* [SOURCE MATERIAL]
/*
 * Copyright (c) godot-rust; Bromeon and contributors.
 * This Source Code Form is subject to the terms of the Mozilla Public
 * License, v. 2.0. If a copy of the MPL was not distributed with this
 * file, You can obtain one at https://mozilla.org/MPL/2.0/.
 */

//! Vector types. These are plain `#[repr(C)]` structs with the engine's layout, stored inline in variants.
//!
//! Only the algebra needed at the marshalling boundary is provided; conversions to `glam` give access to the rest.

use std::fmt;

use crate::builtin::real_inner::{RVec2, RVec3, RVec4};
use crate::builtin::real;
use crate::meta::impl_marshal_inline;
use crate::sys;

/// Implements a component-wise binary operator between two vectors, and the matching assign operator.
macro_rules! impl_vector_operator {
    ($Vector:ty, ($($components:ident),*), $Operator:ident, $func:ident, $AssignOperator:ident, $assign_func:ident) => {
        impl std::ops::$Operator for $Vector {
            type Output = Self;

            fn $func(mut self, rhs: $Vector) -> Self::Output {
                $(
                    self.$components = self.$components.$func(rhs.$components);
                )*
                self
            }
        }

        impl std::ops::$AssignOperator for $Vector {
            fn $assign_func(&mut self, rhs: $Vector) {
                *self = std::ops::$Operator::$func(*self, rhs);
            }
        }
    };
}

/// Common definitions of every vector type: constructors, operators, `Display` and marshalling.
macro_rules! impl_vector {
    (
        $(#[$attr:meta])*
        $Vector:ident, $Scalar:ty, ($($components:ident),*), $Glam:ty
    ) => {
        $(#[$attr])*
        #[derive(Default, Copy, Clone, PartialEq, Debug)]
        #[cfg_attr(feature = "serde", derive(serde::Serialize, serde::Deserialize))]
        #[repr(C)]
        pub struct $Vector {
            $(
                pub $components: $Scalar,
            )*
        }

        impl $Vector {
            /// Vector with all components set to `0`.
            pub const ZERO: Self = Self::splat(0 as $Scalar);

            /// Vector with all components set to `1`.
            pub const ONE: Self = Self::splat(1 as $Scalar);

            pub const fn new($($components: $Scalar),*) -> Self {
                Self { $($components),* }
            }

            /// Vector with all components set to `v`.
            pub const fn splat(v: $Scalar) -> Self {
                Self { $($components: v),* }
            }

            pub fn from_glam(v: $Glam) -> Self {
                Self::new($(v.$components),*)
            }

            pub fn to_glam(self) -> $Glam {
                <$Glam>::new($(self.$components),*)
            }
        }

        impl_vector_operator!($Vector, ($($components),*), Add, add, AddAssign, add_assign);
        impl_vector_operator!($Vector, ($($components),*), Sub, sub, SubAssign, sub_assign);
        impl_vector_operator!($Vector, ($($components),*), Mul, mul, MulAssign, mul_assign);

        impl std::ops::Mul<$Scalar> for $Vector {
            type Output = Self;

            fn mul(self, rhs: $Scalar) -> Self::Output {
                self * Self::splat(rhs)
            }
        }

        impl std::ops::Neg for $Vector {
            type Output = Self;

            fn neg(self) -> Self::Output {
                Self::new($(-self.$components),*)
            }
        }

        /// Formats the vector like the engine: `(x, y, ...)`.
        impl fmt::Display for $Vector {
            fn fmt(&self, f: &mut fmt::Formatter<'_>) -> fmt::Result {
                let components = [$(self.$components.to_string()),*];
                write!(f, "({})", components.join(", "))
            }
        }

        sys::static_assert_eq_size!($Vector, [$Scalar; [$(stringify!($components)),*].len()]);

        impl_marshal_inline!($Vector, $Vector);
    };
}

impl_vector!(
    /// Vector used for 2D math using floating point coordinates.
    Vector2, real, (x, y), RVec2
);

impl_vector!(
    /// Vector used for 3D math using floating point coordinates.
    Vector3, real, (x, y, z), RVec3
);

impl_vector!(
    /// 4D vector using floating point coordinates.
    Vector4, real, (x, y, z, w), RVec4
);

impl_vector!(
    /// Vector used for 2D math using integer coordinates.
    ///
    /// Components are 32-bit regardless of the `double-precision` feature.
    Vector2i, i32, (x, y), glam::IVec2
);

impl_vector!(
    /// Vector used for 3D math using integer coordinates.
    Vector3i, i32, (x, y, z), glam::IVec3
);

impl_vector!(
    /// 4D vector using integer coordinates.
    Vector4i, i32, (x, y, z, w), glam::IVec4
);

// Integer vectors are exact, so they can be hashed and compared totally.
impl Eq for Vector2i {}
impl Eq for Vector3i {}
impl Eq for Vector4i {}

impl std::hash::Hash for Vector2i {
    fn hash<H: std::hash::Hasher>(&self, state: &mut H) {
        (self.x, self.y).hash(state)
    }
}

impl std::hash::Hash for Vector3i {
    fn hash<H: std::hash::Hasher>(&self, state: &mut H) {
        (self.x, self.y, self.z).hash(state)
    }
}

impl std::hash::Hash for Vector4i {
    fn hash<H: std::hash::Hasher>(&self, state: &mut H) {
        (self.x, self.y, self.z, self.w).hash(state)
    }
}

impl Vector2 {
    pub fn dot(self, with: Self) -> real {
        self.to_glam().dot(with.to_glam())
    }

    pub fn length(self) -> real {
        self.to_glam().length()
    }

    /// Returns the vector scaled to unit length, or `ZERO` if the vector is zero.
    pub fn normalized_or_zero(self) -> Self {
        Self::from_glam(self.to_glam().normalize_or_zero())
    }
}

impl Vector3 {
    pub fn dot(self, with: Self) -> real {
        self.to_glam().dot(with.to_glam())
    }

    pub fn cross(self, with: Self) -> Self {
        Self::from_glam(self.to_glam().cross(with.to_glam()))
    }

    pub fn length(self) -> real {
        self.to_glam().length()
    }
}

impl Vector4 {
    pub fn dot(self, with: Self) -> real {
        self.to_glam().dot(with.to_glam())
    }
}

impl Vector2i {
    /// Truncates the coordinates of `v` toward zero.
    pub const fn from_vector2(v: Vector2) -> Self {
        Self::new(v.x as i32, v.y as i32)
    }
}

impl Vector3i {
    /// Truncates the coordinates of `v` toward zero.
    pub const fn from_vector3(v: Vector3) -> Self {
        Self::new(v.x as i32, v.y as i32, v.z as i32)
    }
}

#[cfg(test)]
mod tests {
    use super::*;
    use crate::meta::Marshal;

    #[test]
    fn display_like_engine() {
        assert_eq!(Vector2i::new(3, -4).to_string(), "(3, -4)");
        assert_eq!(Vector3::new(1.5, 0.0, -2.0).to_string(), "(1.5, 0, -2)");
    }

    #[test]
    fn operators() {
        let mut v = Vector3i::new(1, 2, 3);
        v += Vector3i::ONE;
        assert_eq!(v, Vector3i::new(2, 3, 4));
        assert_eq!(-v * 2, Vector3i::new(-4, -6, -8));
        assert_eq!(Vector2::new(3.0, 4.0).length(), 5.0);
        assert_eq!(
            Vector3::new(1.0, 0.0, 0.0).cross(Vector3::new(0.0, 1.0, 0.0)),
            Vector3::new(0.0, 0.0, 1.0)
        );
    }

    #[test]
    fn vectors_are_inline_variants() {
        let v = Vector4i::new(1, -2, i32::MAX, i32::MIN);
        let variant = v.to_variant();

        assert_eq!(variant.get_type(), sys::VariantType::Vector4i);
        assert_eq!(Vector4i::from_variant(&variant), v);
        assert!(Vector4::try_from_variant(&variant).is_err());
    }
}
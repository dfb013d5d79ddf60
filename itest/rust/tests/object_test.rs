/*
 * Copyright (c) godot-rust; Bromeon and contributors.
 * This Source Code Form is subject to the terms of the Mozilla Public
 * License, v. 2.0. If a copy of the MPL was not distributed with this
 * file, You can obtain one at https://mozilla.org/MPL/2.0/.
 */

use gdinterop::builtin::*;
use gdinterop::meta::{self, Marshal};
use gdinterop::obj::classes::{Node, Object, RefCounted};
use gdinterop::obj::{ClassTag, Gd, GodotClass, Inherits, InstanceId};
use gdinterop::sys;
use gdinterop::sys::BindCell;
use itest::framework::engine::{self, Lookup};
use itest::framework::{IntegrationTests, expect_panic, initialize};

/// Class known to the engine but not predeclared by the library.
enum Resource {}

impl GodotClass for Resource {
    type Base = RefCounted;

    const CLASS_NAME: &'static str = "Resource";
    const IS_REFCOUNTED: bool = true;

    fn class_tag() -> ClassTag {
        static TAG: BindCell<ClassTag> = BindCell::new();
        ClassTag::resolve(&TAG, Self::CLASS_NAME)
    }
}

// SAFETY: Resource derives from RefCounted, which derives from Object.
unsafe impl Inherits<RefCounted> for Resource {}
// SAFETY: See above.
unsafe impl Inherits<Object> for Resource {}

fn engine_refcount<T: GodotClass>(obj: &Gd<T>) -> Option<i64> {
    engine::reference_count(obj.instance_id().to_i64() as u64)
}

// ----------------------------------------------------------------------------------------------------------------------------------------------
// Reference counting

#[test]
fn refcounted_handles_share_references() {
    initialize::<IntegrationTests>();

    let obj = Gd::<RefCounted>::instantiate();
    let id = obj.instance_id();
    assert!(id.is_ref_counted());
    assert_eq!(obj.reference_count(), Some(1));

    let copy = obj.clone();
    assert_eq!(obj.reference_count(), Some(2));
    assert_eq!(copy, obj);

    let variant = obj.to_variant();
    assert_eq!(engine_refcount(&obj), Some(3));

    drop(copy);
    drop(variant);
    assert_eq!(obj.reference_count(), Some(1));

    drop(obj);
    assert_eq!(engine::reference_count(id.to_i64() as u64), None);
    assert!(Gd::<RefCounted>::try_from_instance_id(id).is_none());
}

#[test]
fn refcounted_object_cannot_be_freed() {
    initialize::<IntegrationTests>();

    let obj = Gd::<RefCounted>::instantiate();
    let id = obj.instance_id();

    expect_panic("free() on RefCounted", move || obj.free());

    // The panicking handle still released its reference while unwinding.
    assert!(Gd::<RefCounted>::try_from_instance_id(id).is_none());
}

#[test]
fn manual_object_lives_until_freed() {
    initialize::<IntegrationTests>();

    let node = Gd::<Node>::instantiate();
    let id = node.instance_id();
    assert!(!id.is_ref_counted());
    assert_eq!(node.reference_count(), None);

    let copy = node.clone();
    drop(copy);

    let found = Gd::<Node>::try_from_instance_id(id).expect("node still alive");
    assert_eq!(found, node);
    drop(found);

    node.free();
    assert!(Gd::<Node>::try_from_instance_id(id).is_none());
}

#[test]
fn disposed_handle_releases_reference() {
    initialize::<IntegrationTests>();

    let obj = Gd::<RefCounted>::instantiate();
    let id = obj.instance_id();

    obj.dispose();
    assert!(obj.is_disposed());
    assert!(Gd::<RefCounted>::try_from_instance_id(id).is_none());

    // Idempotent; later uses fail loudly.
    obj.dispose();
    expect_panic("obj_sys() after dispose", || {
        let _ = obj.obj_sys();
    });
    expect_panic("to_variant() after dispose", || {
        let _ = obj.to_variant();
    });
}

// ----------------------------------------------------------------------------------------------------------------------------------------------
// Casts

#[test]
fn upcast_and_downcast() {
    initialize::<IntegrationTests>();

    let resource = Gd::<Resource>::instantiate();
    let id = resource.instance_id();

    let base: Gd<Object> = resource.upcast::<RefCounted>().upcast();
    assert_eq!(base.instance_id(), id);

    let base = base.try_cast::<Node>().expect_err("a Resource is no Node");
    let resource = base.cast::<Resource>();
    assert_eq!(resource.reference_count(), Some(1));

    // Each class tag is looked up once.
    let _ = resource.clone().try_cast::<Resource>();
    let _ = resource.clone().try_cast::<Resource>();
    assert_eq!(engine::lookup_count(&Lookup::ClassTag("Resource".to_string())), 1);

    let node = Gd::<Node>::instantiate().upcast::<Object>();
    expect_panic("cast Node to Resource", || {
        let _ = node.clone().cast::<Resource>();
    });
    node.cast::<Node>().free();
}

#[test]
fn inheritance_follows_base_chain() {
    initialize::<IntegrationTests>();

    assert!(Resource::inherits::<Object>());
    assert!(Resource::inherits::<RefCounted>());
    assert!(!Resource::inherits::<Node>());
    assert!(!Object::inherits::<Node>());
}

// ----------------------------------------------------------------------------------------------------------------------------------------------
// Marshalling

#[test]
fn object_variant_roundtrip() {
    initialize::<IntegrationTests>();

    let node = Gd::<Node>::instantiate();
    let variant = node.to_variant();
    assert_eq!(variant.get_type(), VariantType::Object);
    assert_eq!(variant.to_string(), format!("<Node#{}>", node.instance_id()));

    assert_eq!(variant.to::<Gd<Node>>(), node);
    assert_eq!(variant.to::<Gd<Object>>().instance_id(), node.instance_id());

    let err = Gd::<RefCounted>::try_from_variant(&variant).expect_err("a Node is no RefCounted");
    assert!(err.to_string().contains("expected class RefCounted"), "{err}");

    assert!(Gd::<Node>::try_from_variant(&Variant::nil()).is_err());
    assert!(Gd::<Node>::try_from_variant(&5i64.to_variant()).is_err());

    drop(variant);
    node.free();
}

#[test]
fn optional_object_maps_none_to_nil() {
    initialize::<IntegrationTests>();

    let none: Option<Gd<RefCounted>> = None;
    assert!(none.to_variant().is_nil());
    assert_eq!(Variant::nil().to::<Option<Gd<RefCounted>>>(), None);

    let obj = Gd::<RefCounted>::instantiate();
    let some = Some(obj.clone()).to_variant();
    assert_eq!(some.to::<Option<Gd<RefCounted>>>(), Some(obj));

    assert!(Option::<Gd<RefCounted>>::try_from_variant(&1.5f64.to_variant()).is_err());
}

#[test]
fn object_through_slots() {
    initialize::<IntegrationTests>();

    let obj = Gd::<RefCounted>::instantiate();
    let mut slot: sys::GDExtensionObjectPtr = std::ptr::null_mut();
    let dst = &mut slot as *mut sys::GDExtensionObjectPtr;

    // SAFETY: object slots hold a single object pointer.
    unsafe {
        meta::to_unmanaged_ptr(dst as sys::GDExtensionUninitializedTypePtr, &obj);
        assert_eq!(slot, obj.obj_sys());

        let back = meta::from_unmanaged_ptr::<Gd<RefCounted>>(dst as sys::GDExtensionConstTypePtr);
        assert_eq!(back, obj);
        assert_eq!(obj.reference_count(), Some(2));

        let wrong = meta::try_from_unmanaged_ptr::<Gd<Node>>(dst as sys::GDExtensionConstTypePtr);
        assert!(wrong.is_err());

        meta::to_unmanaged_ptr(dst as sys::GDExtensionUninitializedTypePtr, &None::<Gd<RefCounted>>);
        assert!(slot.is_null());

        let none = meta::from_unmanaged_ptr::<Option<Gd<RefCounted>>>(dst as sys::GDExtensionConstTypePtr);
        assert_eq!(none, None);

        let null = meta::try_from_unmanaged_ptr::<Gd<RefCounted>>(dst as sys::GDExtensionConstTypePtr);
        assert!(null.is_err());
    }
}

#[test]
fn instance_id_conversions() {
    initialize::<IntegrationTests>();

    assert_eq!(InstanceId::try_from_i64(0), None);

    let node = Gd::<Node>::instantiate();
    let id = node.instance_id();
    assert_eq!(InstanceId::try_from_i64(id.to_i64()), Some(id));

    let variant = id.to_variant();
    assert_eq!(variant.to::<i64>(), id.to_i64());
    assert_eq!(variant.to::<InstanceId>(), id);
    assert!(InstanceId::try_from_variant(&0i64.to_variant()).is_err());

    node.free();
}

// ----------------------------------------------------------------------------------------------------------------------------------------------
// Dynamic calls and signals

#[test]
fn dynamic_object_calls() {
    initialize::<IntegrationTests>();

    let obj = Gd::<RefCounted>::instantiate();

    let class = obj.call("get_class", &[]).expect("get_class exists");
    assert_eq!(class.to::<String>(), "RefCounted");

    let id = obj.call("get_instance_id", &[]).expect("get_instance_id exists");
    assert_eq!(id.to::<InstanceId>(), obj.instance_id());

    let err = obj.call("fly", &[]).expect_err("no such method");
    assert_eq!(err.method_name(), "fly");
    assert_eq!(err.reason(), "method not found");

    let node = Gd::<Node>::instantiate();
    assert_eq!(node.call("get_class", &[]).expect("inherited from Object").to::<String>(), "Node");
    assert!(node.call("get_reference_count", &[]).is_err());
    node.free();
}

#[test]
fn signal_of_object() {
    initialize::<IntegrationTests>();

    let node = Gd::<Node>::instantiate();
    let signal = Signal::from_object_signal(&node, &StringName::from("ready"));

    assert_eq!(signal.name(), StringName::from("ready"));
    assert_eq!(signal.object_id(), Some(node.instance_id()));

    let back = signal.to_variant().to::<Signal>();
    assert_eq!(back, signal);

    let invalid = Signal::invalid();
    assert_eq!(invalid.object_id(), None);
    assert_ne!(invalid, signal);

    node.free();
}
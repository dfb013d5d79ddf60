/*
 * Copyright (c) godot-rust; Bromeon and contributors.
 * This Source Code Form is subject to the terms of the Mozilla Public
 * License, v. 2.0. If a copy of the MPL was not distributed with this
 * file, You can obtain one at https://mozilla.org/MPL/2.0/.
 */

//! Built-in engine types: [`Variant`], value types, strings, containers, callables and signals.
//!
//! Value types (vectors, rectangles, colors, ...) are plain `#[repr(C)]` structs in the engine's layout. All other builtins own
//! exactly one native value, which is tracked by the [disposal registry](crate::lifetime) until it is released.

pub use crate::sys::{VariantOperator, VariantType};

#[doc(hidden)]
pub mod __prelude_reexport {
    use super::*;

    pub use callable::*;
    pub use collections::*;
    pub use geometry::*;
    pub use half::Half;
    pub use real_inner::real;
    pub use signal::*;
    pub use string::{GString, NodePath, StringName};
    pub use variant::*;
    pub use vectors::*;

    pub use super::{VariantOperator, VariantType};
}

pub use __prelude_reexport::*;

mod macros;

mod callable;
mod collections;
mod geometry;
mod half;
mod signal;
mod string;
mod variant;
mod vectors;

#[path = "real.rs"]
pub(crate) mod real_inner;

* [THE TASK] Using the listing, filter for "VariantType" and return the matching lines.

* [EXERCISE RESPONSE]
        assert_eq!(variant.get_type(), sys::VariantType::Vector4i);
    assert_eq!(variant.get_type(), VariantType::Object);
pub use crate::sys::{VariantOperator, VariantType};
    pub use super::{VariantOperator, VariantType};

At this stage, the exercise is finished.